Hence, one of the ways forward, in the Commission’s view, is to “focus on improving the efficiency of social investments and spending through concerted policy efforts of the EU institutions, the member states and social partners.
For example, looking at some positive effects of a European network of public employment services created some years ago, BusinessEurope recommends the creation of a European network of national social security institutions to provide a EU-wide forum for regular cooperation among the member states governance bodies and national social partners. The suggestion could be a positive step towards future of the welfare state and social protection in Europe.
Reference to: https://www.businesseurope.eu/publications/businesseurope-headlines-no-2023-04/#SME

     = Clean technology development. The discussion on competitiveness in the EU (at the extraordinary Council meeting on 9 February 2023) has been rooted in an EU-wide consensus: i.e. to reach climate neutrality by 2050 and active development of clean-technology industries in the member states to assist climate challenge. Besides, the EU institutions have to see that fair competition prevails on the global stage, the issue closely connected to green and clean technologies.
The EU states have been already developing clean-tech sector’s industry during last years to make it innovative and competitive world-wide: e.g. through the EU’s roadmap to 2050 called “Fit-for-55, with the financial policy support in the NextGenerationEU program.
As to the competition issues, the EU “rule-block” includes: analysis of cartels, abuse of dominance and vertical restraints; economic analysis in the CJEU case law; digital markets and the impact of the Digital Markets Act (DMA); economic context of the new vertical “block exemption” regulation and “vertical guidelines”; and economics of sustainability agreements.
This developmental direction is behind the EU’s reaction to the US Inflation Reduction Act, IRA; the main “working instrument” is the EU’s “green deal industrial plan”. It consists of the following main components: a) regulatory environment to provide incentives for clean-tech investments, b) necessary EU-wide funding through a targeted and temporary flexible state aid, and attracting private capital, c) preparing adequate workforce and skills, and d) an active trade policy to strengthen supply chains.

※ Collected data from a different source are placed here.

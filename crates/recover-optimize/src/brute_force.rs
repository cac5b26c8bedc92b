//! Exhaustive local optimizer: for each adjacent compile-unit pair, scores
//! every 1-, 2- and 3-way re-layout of their combined function list and
//! commits the best one found, if it beats the pair's current score.

use std::collections::HashMap;

use recover_core::{CuId, CuInfo, CuMap, FilteredView, ProgramGraph, Selector, State};
use recover_fitness::{FitnessFunction, Modularity};

use crate::error::OptimizeError;
use crate::optimizer::{commit_state, PairOptimizer};

/// Exhaustive brute-force optimizer, scored against [`Modularity`].
pub struct BruteForce<'g> {
    graph: &'g ProgramGraph,
    cu_scores: HashMap<CuId, f64>,
}

impl<'g> BruteForce<'g> {
    pub fn new(graph: &'g ProgramGraph) -> Self {
        BruteForce {
            graph,
            cu_scores: HashMap::new(),
        }
    }
}

impl<'g> PairOptimizer for BruteForce<'g> {
    fn optimize_pair(
        &mut self,
        cu_map: &mut CuMap,
        cu: &CuInfo,
        next_cu: &CuInfo,
    ) -> Result<(usize, Option<CuId>), OptimizeError> {
        let state = State::from_cu_list(&[
            cu.func_eas().iter().map(|a| a.0).collect(),
            next_cu.func_eas().iter().map(|a| a.0).collect(),
        ]);

        let pdg = FilteredView::pdg_no_sequence(self.graph);
        let dfg = FilteredView::dfg(self.graph);
        let fitness = Modularity::new(pdg, &dfg, state.funcs());

        let score = *self
            .cu_scores
            .entry(cu.cu_id)
            .or_insert_with(|| fitness.score(&state));

        let num_bits = cu.len() + next_cu.len();
        let max_bits_set = num_bits.min(3);

        let mut max_state = state.clone();
        let mut max_score = score;

        tracing::debug!(
            cu = cu.cu_id,
            next_cu = next_cu.cu_id,
            num_bits,
            bits = format!("{:b}", state.bits()),
            score,
            "examining compile-unit pair"
        );

        for num_ones in 1..=max_bits_set {
            for candidate in state.siblings(num_ones) {
                let candidate_score = fitness.score(&candidate);
                if candidate_score > max_score {
                    max_state = candidate;
                    max_score = candidate_score;
                }
            }
        }

        if max_score > score && max_state != state {
            tracing::info!(
                from = format!("{:b}", state.bits()),
                from_score = score,
                to = format!("{:b}", max_state.bits()),
                to_score = max_score,
                "accepting new layout"
            );
            self.cu_scores.insert(cu.cu_id, max_score);
            commit_state(cu_map, cu, next_cu, &max_state, false)
        } else {
            Ok((0, None))
        }
    }
}

#[cfg(test)]
mod tests {
    use super::*;
    use recover_core::{Addr, EdgeClass, EdgeType, NodeType};

    fn two_cycles() -> ProgramGraph {
        let mut g = ProgramGraph::new();
        for addr in 0u64..6 {
            g.add_program_node(Addr(addr), NodeType::Code, Selector(0), None);
        }
        let mut edge = |a: u64, b: u64| {
            g.add_program_edge(Addr(a), Addr(b), EdgeType::Code2Code, EdgeClass::ControlRelation, 0);
        };
        edge(0, 1);
        edge(1, 2);
        edge(2, 0);
        edge(3, 4);
        edge(4, 5);
        edge(5, 3);
        g
    }

    #[test]
    fn two_disjoint_triangles_stay_split() {
        let graph = two_cycles();
        let mut cu_map = CuMap::new((0u64..6).map(Addr).collect());
        for (i, cu) in [0u32, 0, 0, 1, 1, 1].into_iter().enumerate() {
            cu_map.set_cu_by_func_idx(i, cu);
        }

        let mut opt = BruteForce::new(&graph);
        let cu = cu_map.get_cu_by_cu_id(0).unwrap();
        let next_cu = cu_map.get_cu_by_cu_id(1).unwrap();
        let (num_changes, new_cu_id) = opt.optimize_pair(&mut cu_map, &cu, &next_cu).unwrap();

        assert_eq!(num_changes, 0);
        assert!(new_cu_id.is_none());
        assert_eq!(cu_map.get_cu_by_func_ea(Addr(0)).unwrap().cu_id, 0);
        assert_eq!(cu_map.get_cu_by_func_ea(Addr(3)).unwrap().cu_id, 1);
    }

    #[test]
    fn cached_score_is_reused_across_calls() {
        let graph = two_cycles();
        let mut cu_map = CuMap::new((0u64..6).map(Addr).collect());
        for (i, cu) in [0u32, 0, 0, 1, 1, 1].into_iter().enumerate() {
            cu_map.set_cu_by_func_idx(i, cu);
        }
        let mut opt = BruteForce::new(&graph);
        let cu = cu_map.get_cu_by_cu_id(0).unwrap();
        let next_cu = cu_map.get_cu_by_cu_id(1).unwrap();

        opt.optimize_pair(&mut cu_map, &cu, &next_cu).unwrap();
        assert!(opt.cu_scores.contains_key(&0));
    }
}
//! Error types for the program-graph core.
//!
//! Most failure modes here are programmer-bug assertions (invalid state
//! width, a function address with no enclosing compile-unit) rather than
//! recoverable conditions; those are raised with
//! `debug_assert!`/`panic!` at the call site. [`CoreError`] covers the
//! remaining cases that a caller can reasonably be expected to handle.

use thiserror::Error;

use crate::ids::{Addr, Selector};

#[derive(Debug, Error)]
pub enum CoreError {
    #[error("no function at address {0}")]
    UnknownFunction(Addr),

    #[error("no segment matches selector {0}")]
    UnknownSegment(Selector),

    #[error("compile-unit map is internally inconsistent: {0}")]
    InvalidCuMap(String),

    #[error("unrecognized file format: {0}")]
    UnrecognizedFileFormat(String),

    #[error("serialization error: {0}")]
    Serialization(String),

    #[error("I/O error: {0}")]
    Io(#[from] std::io::Error),
}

     = As to the workforce and skills’ issues, see more on new trends in training and education in: Quality education is a key to addressing global challenges. By Eugene Eteris and Ojars Sparitis, February 2023. – University World News, in: https://www.universityworldnews.com/post.php?story=20230203095914813.
Besides, a new book by Eteris E. and Sparitis O. Modern Educational Revolution: Challenges and Solutions. – LAP, 2022.-144 pp. In: https://morebooks.shop/shop-ui/shop/product/9786205517871. Book’s version in seven languages in: https://www.morebooks.shop/shop-ui/shop/translation-bundle/8b5689a6540

And this also requires a well-functioning European capital market. And likewise, the speed to train new qualified workers is as important as the speed to issue permits. And access to the necessary critical raw materials is as crucial as access to finance. So the overall picture has been discussed at this Council. The Commission will now table the concrete legal proposals mid-March, in time before the European Council of next March.